_Task details_. Counting the line with "type Err = String;" as the last one, copy out the lines of the data exactly from the first onward.

*** Opening of Source data ***

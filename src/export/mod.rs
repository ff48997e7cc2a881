//! ガイド別集計のファイル出力

use crate::error::{BillingError, Result};
use faturamento_common::export::{csv_core, excel_core};
use faturamento_common::AggregateReport;
use std::path::{Path, PathBuf};

pub const CSV_FILE_NAME: &str = "totais_por_guia.csv";
pub const EXCEL_FILE_NAME: &str = "totais_por_guia.xlsx";

#[derive(Clone, Copy, Debug, Default, PartialEq, Eq)]
pub enum ExportFormat {
    Csv,
    Excel,
    #[default]
    Both,
}

impl std::str::FromStr for ExportFormat {
    type Err = String;

    fn from_str(s: &str) -> std::result::Result<Self, Self::Err> {
        match s.to_lowercase().as_str() {
            "csv" => Ok(ExportFormat::Csv),
            "excel" | "xlsx" => Ok(ExportFormat::Excel),
            "both" => Ok(ExportFormat::Both),
            _ => Err(format!("Unknown format: {}. Use csv, excel, or both", s)),
        }
    }
}

impl ExportFormat {
    fn includes_csv(&self) -> bool {
        matches!(self, ExportFormat::Csv | ExportFormat::Both)
    }

    fn includes_excel(&self) -> bool {
        matches!(self, ExportFormat::Excel | ExportFormat::Both)
    }
}

/// 集計結果を出力ディレクトリに書き出し、作成したファイルを返す
pub fn export_report(
    report: &AggregateReport,
    format: ExportFormat,
    output_dir: &Path,
) -> Result<Vec<PathBuf>> {
    std::fs::create_dir_all(output_dir)?;
    let mut written = Vec::new();

    if format.includes_csv() {
        let path = output_dir.join(CSV_FILE_NAME);
        println!("- CSVを生成中...");
        let buffer = csv_core::generate_csv_buffer(&report.guides)
            .map_err(|e| BillingError::ExportFailed(e.to_string()))?;
        std::fs::write(&path, buffer)?;
        println!("✔ CSV出力: {}", path.display());
        written.push(path);
    }

    if format.includes_excel() {
        let path = output_dir.join(EXCEL_FILE_NAME);
        println!("- Excelを生成中...");
        let buffer = excel_core::generate_excel_buffer(report)
            .map_err(|e| BillingError::ExportFailed(e.to_string()))?;
        std::fs::write(&path, buffer)?;
        println!("✔ Excel出力: {}", path.display());
        written.push(path);
    }

    Ok(written)
}
//! エラーケーステスト
//!
//! 各種エラー条件でのエラーハンドリングを検証

use faturamento_rust::error::BillingError;
use faturamento_rust::reader;
use std::path::Path;
use tempfile::tempdir;

/// 存在しないファイルを解析した場合
#[test]
fn test_parse_nonexistent_file() {
    let result = reader::parse_report_file(Path::new("/nonexistent/path/relatorio.xls"));
    assert!(matches!(result, Err(BillingError::FileNotFound(_))));
}

/// Excelでないファイルを解析した場合
#[test]
fn test_parse_not_a_workbook() {
    let dir = tempdir().expect("Failed to create temp dir");
    let path = dir.path().join("relatorio.xlsx");
    std::fs::write(&path, "Atendimento;Operadora;Valor Total").unwrap();

    let result = reader::parse_report_file(&path);
    assert!(matches!(result, Err(BillingError::Workbook(_))));
}

/// 拡張子が.xlsの場合は旧形式として読む
#[test]
fn test_parse_xls_hint_uses_legacy_reader() {
    let result = reader::parse_report(b"not a biff file", "RELATORIO.XLS");
    match result {
        Err(BillingError::Workbook(msg)) => assert!(msg.contains("RELATORIO.XLS")),
        other => panic!("expected Workbook error, got {:?}", other.map(|r| r.records.len())),
    }
}

/// BillingErrorのDisplay実装確認
#[test]
fn test_error_display() {
    let errors = vec![
        BillingError::Config("テスト設定エラー".to_string()),
        BillingError::FileNotFound("relatorio.xls".to_string()),
        BillingError::Workbook("壊れたファイル".to_string()),
        BillingError::EmptyWorkbook("relatorio.xlsx".to_string()),
        BillingError::StoreUnreachable("timeout".to_string()),
        BillingError::StoreAuth("HTTP 401".to_string()),
        BillingError::StoreConflict("HTTP 409".to_string()),
        BillingError::StoreResponse("base64".to_string()),
        BillingError::ExportFailed("書き込み失敗".to_string()),
        BillingError::Prompt("端末なし".to_string()),
    ];

    for err in errors {
        let display = format!("{}", err);
        assert!(!display.is_empty(), "エラーメッセージが空: {:?}", err);
    }
}

/// 認証エラーは設定コマンドを案内する
#[test]
fn test_store_auth_message() {
    let err = BillingError::StoreAuth("HTTP 401".to_string());
    let display = format!("{}", err);

    assert!(display.contains("HTTP 401"));
    assert!(display.contains("faturamento config"));
}

/// IOエラーからの変換
#[test]
fn test_io_error_conversion() {
    let io_err = std::io::Error::new(std::io::ErrorKind::NotFound, "file not found");
    let err: BillingError = io_err.into();

    assert!(matches!(err, BillingError::Io(_)));
    assert!(format!("{}", err).contains("IO"));
}

/// JSONエラーからの変換
#[test]
fn test_json_error_conversion() {
    let json_err = serde_json::from_str::<serde_json::Value>("{ invalid }").unwrap_err();
    let err: BillingError = json_err.into();

    assert!(matches!(err, BillingError::JsonParse(_)));
}

/// common::Errorからの変換（透過的エラー）
#[test]
fn test_common_error_transparent() {
    let common_err = faturamento_common::Error::ColumnMissing("Valor Total".to_string());
    let err: BillingError = common_err.into();

    assert!(matches!(err, BillingError::Common(_)));
    assert!(format!("{}", err).contains("Valor Total"));
}
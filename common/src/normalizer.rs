//! convênio名の正規化
//!
//! 自由記述の convênio 名から、マッピング表のキーとして使う正規化済み文字列を作る。
//! 括弧内の登録コードは同一性に関係しないため除去する。

use regex::Regex;

/// convênio名をキーに正規化
///
/// 1. 前後の空白を除去
/// 2. 括弧で囲まれた部分（前後の空白ごと）を除去
/// 3. 連続する空白を1つにまとめる
///
/// # Examples
/// ```
/// use faturamento_common::normalize_convenio;
///
/// assert_eq!(normalize_convenio("BRADESCO - DIRETO(1001)"), "BRADESCO - DIRETO");
/// assert_eq!(normalize_convenio("  A   B  "), "A B");
/// ```
pub fn normalize_convenio(name: &str) -> String {
    lazy_static::lazy_static! {
        static ref PAREN_RE: Regex = Regex::new(r"\s*\([^)]*\)\s*").unwrap();
        static ref SPACE_RE: Regex = Regex::new(r"\s+").unwrap();
    }

    let trimmed = name.trim();
    let without_codes = PAREN_RE.replace_all(trimmed, "");
    SPACE_RE.replace_all(&without_codes, " ").into_owned()
}
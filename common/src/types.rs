//! 抽出結果の型定義
//!
//! - AttendanceRecord: レポート1行分の抽出結果
//! - ReportStats: 取り込み件数などの集計情報

use crate::grid::Cell;
use serde::{Deserialize, Serialize};
use std::collections::HashSet;

/// アテンダンス（診療）1行
#[derive(Debug, Clone, Default, PartialEq, Serialize, Deserialize)]
#[serde(rename_all = "camelCase")]
pub struct AttendanceRecord {
    /// 元グリッドでの行番号
    pub source_row: usize,

    /// ガイド番号（Nr. Guia）
    pub guide_id: Option<String>,

    /// Operadora列の値（前後空白除去のみ）
    pub convenio_raw: String,

    /// 正規化済みconvênioキー
    pub convenio_key: String,

    /// Valor Total（BRL）
    pub amount: f64,

    /// ヘッダーに並ぶ全列の値（HeaderMapと同じ順序）
    #[serde(default)]
    pub cells: Vec<Cell>,
}

/// 取り込み統計
#[derive(Debug, Clone, Default, PartialEq, Eq, Serialize, Deserialize)]
#[serde(rename_all = "camelCase")]
pub struct ReportStats {
    pub rows: usize,
    pub unique_convenios: usize,
    pub unique_guides: usize,
}

impl ReportStats {
    pub fn from_records(records: &[AttendanceRecord]) -> Self {
        let convenios: HashSet<&str> = records
            .iter()
            .map(|r| r.convenio_key.as_str())
            .filter(|k| !k.is_empty())
            .collect();
        let guides: HashSet<&str> = records
            .iter()
            .filter_map(|r| r.guide_id.as_deref())
            .collect();

        Self {
            rows: records.len(),
            unique_convenios: convenios.len(),
            unique_guides: guides.len(),
        }
    }
}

*** Close of Source data ***

_Solution_.
filename src/export/mod.rs
repository ff48997e7cc2a881
//! ガイド別集計のファイル出力

use crate::error::{BillingError, Result};
use faturamento_common::export::{csv_core, excel_core};
use faturamento_common::AggregateReport;
use std::path::{Path, PathBuf};

pub const CSV_FILE_NAME: &str = "totais_por_guia.csv";
pub const EXCEL_FILE_NAME: &str = "totais_por_guia.xlsx";

#[derive(Clone, Copy, Debug, Default, PartialEq, Eq)]
pub enum ExportFormat {
    Csv,
    Excel,
    #[default]
    Both,
}

impl std::str::FromStr for ExportFormat {
    type Err = String;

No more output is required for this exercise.